Former Metropolitan Police officer Ronald Evans accepted that the allegations carried in his book "On Her Majesty's Service" were untrue and apologized to Rushdie and his former wife Elizabeth West "for the hurt and damage they have suffered as a result," attorney Theo Solley told London's High Court.
Rushdie, who sought only to recover his lawyers' cost, became a free speech icon after Muslims across the world demanded the retraction of his 1988 novel "The Satanic Verses" over its allegedly blasphemous content.
He said Tuesday before the hearing that there was no parallel between attempting to suppress a work of fiction and trying to pass a lie off as fact.
Rushdie's strategy of demanding an apology -- without seeking a large financial award -- is unusual for a celebrity driven libel case in Britain, where a plaintiff-friendly laws encourage to the rich and famous to seek financial redress for attacks on their reputation. Rushdie said he sought to set the record straight while skipping damages that could impede free speech.

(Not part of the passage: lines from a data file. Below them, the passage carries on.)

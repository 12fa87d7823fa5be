//! Multi-screen terminal application shell.

mod app;
mod cli;
mod pages;
mod widgets;

use clap::Parser;
use crossview::Application;
use tracing::info;
use tracing_subscriber::{fmt, layer::SubscriberExt, util::SubscriberInitExt, EnvFilter};

use crate::app::Root;
use crate::cli::CliArgs;

fn init_logging(args: &CliArgs) -> anyhow::Result<()> {
    let filter =
        EnvFilter::try_from_default_env().unwrap_or_else(|_| EnvFilter::new(&args.log_filter));

    if let Some(log_path) = &args.log_path {
        if let Some(parent) = log_path.parent() {
            if !parent.as_os_str().is_empty() {
                std::fs::create_dir_all(parent)?;
            }
        }

        let file = std::fs::OpenOptions::new()
            .create(true)
            .append(true)
            .open(log_path)?;

        let file_layer = fmt::layer()
            .with_writer(file)
            .with_ansi(false)
            .with_target(true);

        tracing_subscriber::registry()
            .with(filter)
            .with(file_layer)
            .init();

        info!(path = %log_path.display(), "logging initialized");
    } else {
        // The TUI owns stdout, so without a file there is nowhere to write.
        tracing_subscriber::registry().with(filter).init();
    }

    Ok(())
}

fn main() -> anyhow::Result<()> {
    let args = CliArgs::parse();
    init_logging(&args)?;

    info!(path = %args.path, "shell starting");

    let app = Application::new();
    app.run(move |cx| {
        cx.set_root(Root::new(&args.path)?)?;
        Ok(())
    })
}
use crossview::{Action, Component, Context, Event, EventContext};
use ratatui::layout::{Alignment, Constraint, Direction, Layout};
use ratatui::style::{Color, Modifier, Style};
use ratatui::widgets::{Block, BorderType, Borders, Paragraph};

/// Outcome screen. Structural scaffolding only for now.
#[derive(Debug, Default)]
pub struct ResultPage;

impl Component for ResultPage {
    fn render(&mut self, frame: &mut ratatui::Frame, cx: &mut Context<Self>) {
        let chunks = Layout::default()
            .direction(Direction::Vertical)
            .constraints([
                Constraint::Length(3),
                Constraint::Min(0),
                Constraint::Length(1),
            ])
            .split(cx.area);

        let heading = Paragraph::new("Result")
            .style(Style::default().add_modifier(Modifier::BOLD))
            .alignment(Alignment::Center)
            .block(
                Block::default()
                    .borders(Borders::ALL)
                    .border_type(BorderType::Rounded),
            );
        frame.render_widget(heading, chunks[0]);

        let body = Paragraph::new("Nothing to show yet.")
            .style(Style::default().fg(Color::DarkGray))
            .alignment(Alignment::Center);
        frame.render_widget(body, chunks[1]);

        let footer = Paragraph::new(" Esc Back │ q Quit ")
            .style(Style::default().fg(Color::DarkGray));
        frame.render_widget(footer, chunks[2]);
    }

    fn handle_event(&mut self, event: Event, _cx: &mut EventContext<Self>) -> Option<Action> {
        match event {
            Event::Key(key) => super::common_keys(&key),
            _ => None,
        }
    }
}
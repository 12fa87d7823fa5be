//! Root component: the route table and per-screen dispatch.

use crossview::{Action, Component, Context, Event, EventContext, Resolution, RouteTable, Router};
use tracing::{info, warn};

use crate::pages::{
    HistoryPage, HomePage, LoadingPage, LoginPage, NotFoundPage, ResultPage, SignUpPage,
};

/// Every screen the shell can show. `NotFound` backs unmatched request
/// paths and has no entry in the route table.
#[derive(Debug, Clone, Copy, PartialEq, Eq, Hash)]
pub enum Screen {
    Home,
    History,
    Loading,
    Login,
    SignUp,
    Result,
    NotFound,
}

impl std::fmt::Display for Screen {
    fn fmt(&self, f: &mut std::fmt::Formatter<'_>) -> std::fmt::Result {
        let name = match self {
            Screen::Home => "Home",
            Screen::History => "History",
            Screen::Loading => "Loading",
            Screen::Login => "Login",
            Screen::SignUp => "SignUp",
            Screen::Result => "Result",
            Screen::NotFound => "NotFound",
        };
        write!(f, "{name}")
    }
}

/// Registered request paths, in declaration order.
const ROUTES: [(&str, Screen); 6] = [
    ("/", Screen::Home),
    ("/history", Screen::History),
    ("/loading", Screen::Loading),
    ("/login", Screen::Login),
    ("/signup", Screen::SignUp),
    ("/result", Screen::Result),
];

/// Root component owning the router and one field per screen.
///
/// Renders and dispatches events to whichever screen is current, and
/// drives the exit/enter lifecycle around every switch so a screen's
/// ephemeral state never survives leaving it.
pub struct Root {
    router: Router<Screen>,
    home: HomePage,
    history: HistoryPage,
    loading: LoadingPage,
    login: LoginPage,
    signup: SignUpPage,
    result: ResultPage,
    not_found: NotFoundPage,
}

impl Root {
    /// Build the shell positioned at `path`. Unknown start paths land on
    /// the not-found screen, same as runtime navigation.
    pub fn new(path: &str) -> crossview::Result<Self> {
        let table = RouteTable::new(ROUTES)?;
        let mut not_found = NotFoundPage::default();
        let initial = match table.resolve(path) {
            Resolution::Found(screen) => screen,
            Resolution::NotFound => {
                warn!(path, "no view registered for path");
                not_found.set_requested(path);
                Screen::NotFound
            }
        };
        Ok(Self {
            router: Router::new(table, initial),
            home: HomePage::default(),
            history: HistoryPage::default(),
            loading: LoadingPage::default(),
            login: LoginPage::default(),
            signup: SignUpPage::default(),
            result: ResultPage::default(),
            not_found,
        })
    }

    /// The screen currently shown.
    pub fn current(&self) -> Screen {
        self.router.current()
    }

    /// Resolve a request path, falling back to the not-found screen.
    fn target_for(&mut self, path: &str) -> Screen {
        match self.router.resolve(path) {
            Resolution::Found(screen) => screen,
            Resolution::NotFound => {
                warn!(path, "no view registered for path");
                self.not_found.set_requested(path);
                Screen::NotFound
            }
        }
    }

    fn switch_to(&mut self, target: Screen, cx: &mut Context<Self>) {
        let current = self.router.current();
        if target == current {
            return;
        }
        self.page_on_exit(current, cx);
        self.router.go(target);
        self.page_on_enter(target, cx);
        info!(from = %current, to = %target, "navigated");
        cx.notify();
    }

    fn page_on_enter(&mut self, screen: Screen, cx: &mut Context<Self>) {
        match screen {
            Screen::Home => self.home.on_enter(&mut cx.cast()),
            Screen::History => self.history.on_enter(&mut cx.cast()),
            Screen::Loading => self.loading.on_enter(&mut cx.cast()),
            Screen::Login => self.login.on_enter(&mut cx.cast()),
            Screen::SignUp => self.signup.on_enter(&mut cx.cast()),
            Screen::Result => self.result.on_enter(&mut cx.cast()),
            Screen::NotFound => self.not_found.on_enter(&mut cx.cast()),
        }
    }

    fn page_on_exit(&mut self, screen: Screen, cx: &mut Context<Self>) {
        match screen {
            Screen::Home => self.home.on_exit(&mut cx.cast()),
            Screen::History => self.history.on_exit(&mut cx.cast()),
            Screen::Loading => self.loading.on_exit(&mut cx.cast()),
            Screen::Login => self.login.on_exit(&mut cx.cast()),
            Screen::SignUp => self.signup.on_exit(&mut cx.cast()),
            Screen::Result => self.result.on_exit(&mut cx.cast()),
            Screen::NotFound => self.not_found.on_exit(&mut cx.cast()),
        }
    }
}

impl Component for Root {
    fn on_mount(&mut self, cx: &mut Context<Self>) {
        self.home.on_mount(&mut cx.cast());
        self.history.on_mount(&mut cx.cast());
        self.loading.on_mount(&mut cx.cast());
        self.login.on_mount(&mut cx.cast());
        self.signup.on_mount(&mut cx.cast());
        self.result.on_mount(&mut cx.cast());
        self.not_found.on_mount(&mut cx.cast());
    }

    fn on_enter(&mut self, cx: &mut Context<Self>) {
        self.page_on_enter(self.router.current(), cx);
    }

    fn on_exit(&mut self, cx: &mut Context<Self>) {
        self.page_on_exit(self.router.current(), cx);
    }

    fn on_shutdown(&mut self, cx: &mut Context<Self>) {
        self.home.on_shutdown(&mut cx.cast());
        self.history.on_shutdown(&mut cx.cast());
        self.loading.on_shutdown(&mut cx.cast());
        self.login.on_shutdown(&mut cx.cast());
        self.signup.on_shutdown(&mut cx.cast());
        self.result.on_shutdown(&mut cx.cast());
        self.not_found.on_shutdown(&mut cx.cast());
    }

    fn render(&mut self, frame: &mut ratatui::Frame, cx: &mut Context<Self>) {
        match self.router.current() {
            Screen::Home => self.home.render(frame, &mut cx.cast()),
            Screen::History => self.history.render(frame, &mut cx.cast()),
            Screen::Loading => self.loading.render(frame, &mut cx.cast()),
            Screen::Login => self.login.render(frame, &mut cx.cast()),
            Screen::SignUp => self.signup.render(frame, &mut cx.cast()),
            Screen::Result => self.result.render(frame, &mut cx.cast()),
            Screen::NotFound => self.not_found.render(frame, &mut cx.cast()),
        }
    }

    fn handle_event(&mut self, event: Event, cx: &mut EventContext<Self>) -> Option<Action> {
        let action = match self.router.current() {
            Screen::Home => self.home.handle_event(event, &mut cx.cast()),
            Screen::History => self.history.handle_event(event, &mut cx.cast()),
            Screen::Loading => self.loading.handle_event(event, &mut cx.cast()),
            Screen::Login => self.login.handle_event(event, &mut cx.cast()),
            Screen::SignUp => self.signup.handle_event(event, &mut cx.cast()),
            Screen::Result => self.result.handle_event(event, &mut cx.cast()),
            Screen::NotFound => self.not_found.handle_event(event, &mut cx.cast()),
        }?;

        match action {
            Action::Navigate(path) => {
                let target = self.target_for(&path);
                self.switch_to(target, cx);
                None
            }
            Action::Back => {
                if self.router.can_go_back() {
                    let current = self.router.current();
                    self.page_on_exit(current, cx);
                    self.router.back();
                    let entered = self.router.current();
                    self.page_on_enter(entered, cx);
                    info!(from = %current, to = %entered, "navigated back");
                    cx.notify();
                }
                None
            }
            Action::Quit => Some(Action::Quit),
            Action::Noop => None,
        }
    }
}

"Instead of just going for megabucks, you just go to court to decide what's the truth and what's not," Rushdie said of the strategy while speaking to reporters outside of the court building.
Rushdie's legal approach contrasts with so-called "libel tourism," cases, or those in which foreigners have sued the media over articles they would likely have lost in their own countries. Libel laws in the United States, for example, require someone to prove that an article was both false and published maliciously, whereas British law places the burden of proof on the publisher.

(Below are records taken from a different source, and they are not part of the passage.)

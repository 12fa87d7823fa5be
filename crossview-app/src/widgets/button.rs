//! Reusable push-button widget.

use ratatui::layout::{Alignment, Rect};
use ratatui::style::{Color, Modifier, Style};
use ratatui::text::Line;
use ratatui::widgets::Paragraph;
use ratatui::Frame;

const DEFAULT_COLOR: Color = Color::Blue;
const DEFAULT_TEXT_COLOR: Color = Color::White;

/// A clickable, parameterized control.
///
/// `content` is required and must be non-blank; everything else has a
/// default. When enabled and wired with a callback, [`Button::press`]
/// dispatches exactly one activation per call; pressing an unwired or
/// disabled button is a no-op.
pub struct Button {
    content: String,
    color: Color,
    text_color: Color,
    disabled: bool,
    on_press: Option<Box<dyn FnMut() + Send + Sync>>,
}

impl Button {
    /// Create a button with the given label.
    ///
    /// # Panics
    /// Panics when `content` is blank. An invisible control is a
    /// construction bug, not a runtime condition.
    pub fn new(content: impl Into<String>) -> Self {
        let content = content.into();
        assert!(!content.trim().is_empty(), "a button needs visible content");
        Self {
            content,
            color: DEFAULT_COLOR,
            text_color: DEFAULT_TEXT_COLOR,
            disabled: false,
            on_press: None,
        }
    }

    /// Fill color. Defaults to blue.
    pub fn color(mut self, color: Color) -> Self {
        self.color = color;
        self
    }

    /// Label color. Defaults to white.
    pub fn text_color(mut self, color: Color) -> Self {
        self.text_color = color;
        self
    }

    /// Disable the button. A disabled button never dispatches.
    pub fn disabled(mut self, disabled: bool) -> Self {
        self.disabled = disabled;
        self
    }

    /// Attach the activation callback.
    pub fn on_press(mut self, callback: impl FnMut() + Send + Sync + 'static) -> Self {
        self.on_press = Some(Box::new(callback));
        self
    }

    pub fn is_disabled(&self) -> bool {
        self.disabled
    }

    /// Dispatch one activation. Returns whether the callback ran.
    pub fn press(&mut self) -> bool {
        if self.disabled {
            return false;
        }
        match self.on_press.as_mut() {
            Some(callback) => {
                callback();
                true
            }
            None => false,
        }
    }

    /// Draw the button into `area`.
    pub fn render(&self, frame: &mut Frame, area: Rect) {
        let style = if self.disabled {
            Style::default().bg(Color::DarkGray).fg(Color::Gray)
        } else {
            Style::default()
                .bg(self.color)
                .fg(self.text_color)
                .add_modifier(Modifier::BOLD)
        };
        let label = Paragraph::new(Line::from(self.content.as_str()))
            .alignment(Alignment::Center)
            .style(style);
        frame.render_widget(label, area);
    }
}

impl std::fmt::Debug for Button {
    fn fmt(&self, f: &mut std::fmt::Formatter<'_>) -> std::fmt::Result {
        f.debug_struct("Button")
            .field("content", &self.content)
            .field("disabled", &self.disabled)
            .field("wired", &self.on_press.is_some())
            .finish()
    }
}

#[cfg(test)]
mod tests {
    use super::*;
    use ratatui::backend::TestBackend;
    use ratatui::Terminal;
    use std::sync::atomic::{AtomicUsize, Ordering};
    use std::sync::Arc;

    fn counting_button(label: &str) -> (Button, Arc<AtomicUsize>) {
        let presses = Arc::new(AtomicUsize::new(0));
        let counter = Arc::clone(&presses);
        let button = Button::new(label).on_press(move || {
            counter.fetch_add(1, Ordering::SeqCst);
        });
        (button, presses)
    }

    #[test]
    fn press_dispatches_exactly_once() {
        let (mut button, presses) = counting_button("Submit");

        assert!(button.press());
        assert_eq!(presses.load(Ordering::SeqCst), 1);

        assert!(button.press());
        assert_eq!(presses.load(Ordering::SeqCst), 2);
    }

    #[test]
    fn press_without_a_callback_is_a_no_op() {
        let mut button = Button::new("Submit");
        assert!(!button.press());
    }

    #[test]
    fn disabled_button_never_dispatches() {
        let (button, presses) = counting_button("Submit");
        let mut button = button.disabled(true);

        assert!(!button.press());
        assert_eq!(presses.load(Ordering::SeqCst), 0);
    }

    #[test]
    #[should_panic(expected = "visible content")]
    fn blank_content_fails_construction() {
        let _ = Button::new("   ");
    }

    #[test]
    fn renders_its_content() {
        let button = Button::new("Submit");

        let backend = TestBackend::new(20, 3);
        let mut terminal = Terminal::new(backend).unwrap();
        terminal
            .draw(|frame| {
                button.render(frame, Rect::new(0, 1, 20, 1));
            })
            .unwrap();

        let content: String = terminal
            .backend()
            .buffer()
            .content()
            .iter()
            .map(|cell| cell.symbol())
            .collect();
        assert!(content.contains("Submit"), "missing label in: {content}");
    }

    #[test]
    fn disabled_button_still_shows_its_content() {
        let button = Button::new("Create Account").disabled(true);

        let backend = TestBackend::new(30, 1);
        let mut terminal = Terminal::new(backend).unwrap();
        terminal
            .draw(|frame| {
                let area = frame.area();
                button.render(frame, area);
            })
            .unwrap();

        let content: String = terminal
            .backend()
            .buffer()
            .content()
            .iter()
            .map(|cell| cell.symbol())
            .collect();
        assert!(content.contains("Create Account"));
    }
}
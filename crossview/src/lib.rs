pub mod application;
pub mod component;
pub mod error;
pub mod router;

pub use error::{Error, Result};

// Re-export common types for convenience
pub use application::{AppContext, Application, Context, EventContext};
pub use component::{Action, AnyComponent, Component, Event};
pub use router::{Resolution, RouteTable, Router};
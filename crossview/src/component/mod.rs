//! Component model.
//!
//! Defines the [`Component`] trait with its lifecycle hooks and the
//! dyn-compatible [`AnyComponent`] wrapper used by the application loop.

pub mod traits;

pub use traits::{Action, AnyComponent, Component, Event};
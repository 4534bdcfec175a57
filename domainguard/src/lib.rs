// domainguard/src/lib.rs
//! # DomainGuard CLI Application
//!
//! This crate provides the command-line interface for the DomainGuard scanner.
//! The scanning and redaction logic itself lives in `domainguard-core`; this
//! crate handles argument parsing, input/output plumbing, and presentation.

pub mod cli;
pub mod commands;
pub mod logger;
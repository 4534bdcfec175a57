// domainguard/src/main.rs
//! DomainGuard CLI entry point.
//!
//! Parses arguments, initializes logging, and dispatches to the command
//! implementations. Exit codes: 0 = pass, 1 = internal domains found,
//! 2 = usage or configuration error.

use clap::Parser;
use domainguard::cli::{Cli, Commands};
use domainguard::commands::{sanitize, scan};
use domainguard::logger;

fn main() {
    let args = Cli::parse();

    if args.quiet {
        logger::init_logger(Some(log::LevelFilter::Off));
    } else if args.debug {
        logger::init_logger(Some(log::LevelFilter::Debug));
    } else {
        logger::init_logger(None);
    }

    let result = match &args.command {
        Commands::Scan(cmd) => scan::run_scan(cmd, args.quiet),
        Commands::Sanitize(cmd) => sanitize::run_sanitize(cmd, args.quiet),
    };

    match result {
        Ok(code) => std::process::exit(code),
        Err(err) => {
            eprintln!("Error: {:#}", err);
            std::process::exit(2);
        }
    }
}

By asking a judge to rule on a matter of fact, Rushdie avoided what his lawyer Geoffrey Robertson referred to as a casino-like process "where minor celebrities and politicians receive more damages for abusive comments than are awarded to victims who have been raped or those that have lost of an eye or a leg."
Evans, a police driver assigned to protect Rushdie while he lived under threat from an Iranian-backed death warrant brought on by "The Satanic Verses," attacked his charge's character in his tell-all book. Excerpts of the work were carried by The Mail on Sunday newspaper and repeated elsewhere.
In the book, Evans alleged among other things that Rushdie sought to profit from the threat on his life -- allegations his lawyer admitted were untrue at the court hearing Tuesday.
Justice Nigel Teare officially declared the allegations false. Evans, his ghostwriter Douglas Thompson, and his publisher John Blake Publishing Ltd. agreed to foot Rushdie's legal bill.
Rushdie said the claims made by Evans's book bore no relation to issues of free speech.
"There is a straightforward difference between the statement of opinion and the perpetration of untruth," the Booker Prize-winning author told The Associated Press before the hearing. "Had he written a novel, there would have been no case. He would have had the defense of his imagination."
Rushdie said he had not sought to have the book suppressed -- adding that John Blake Publishing has taken the initiative to re-edit the book.
Diana Colbert, a representative for the publisher, said in an e-mail that Evans's book would go out "with some amendments" in early September. She declined to go into further detail, citing legal reasons.
Evans did not return e-mails seeking comment.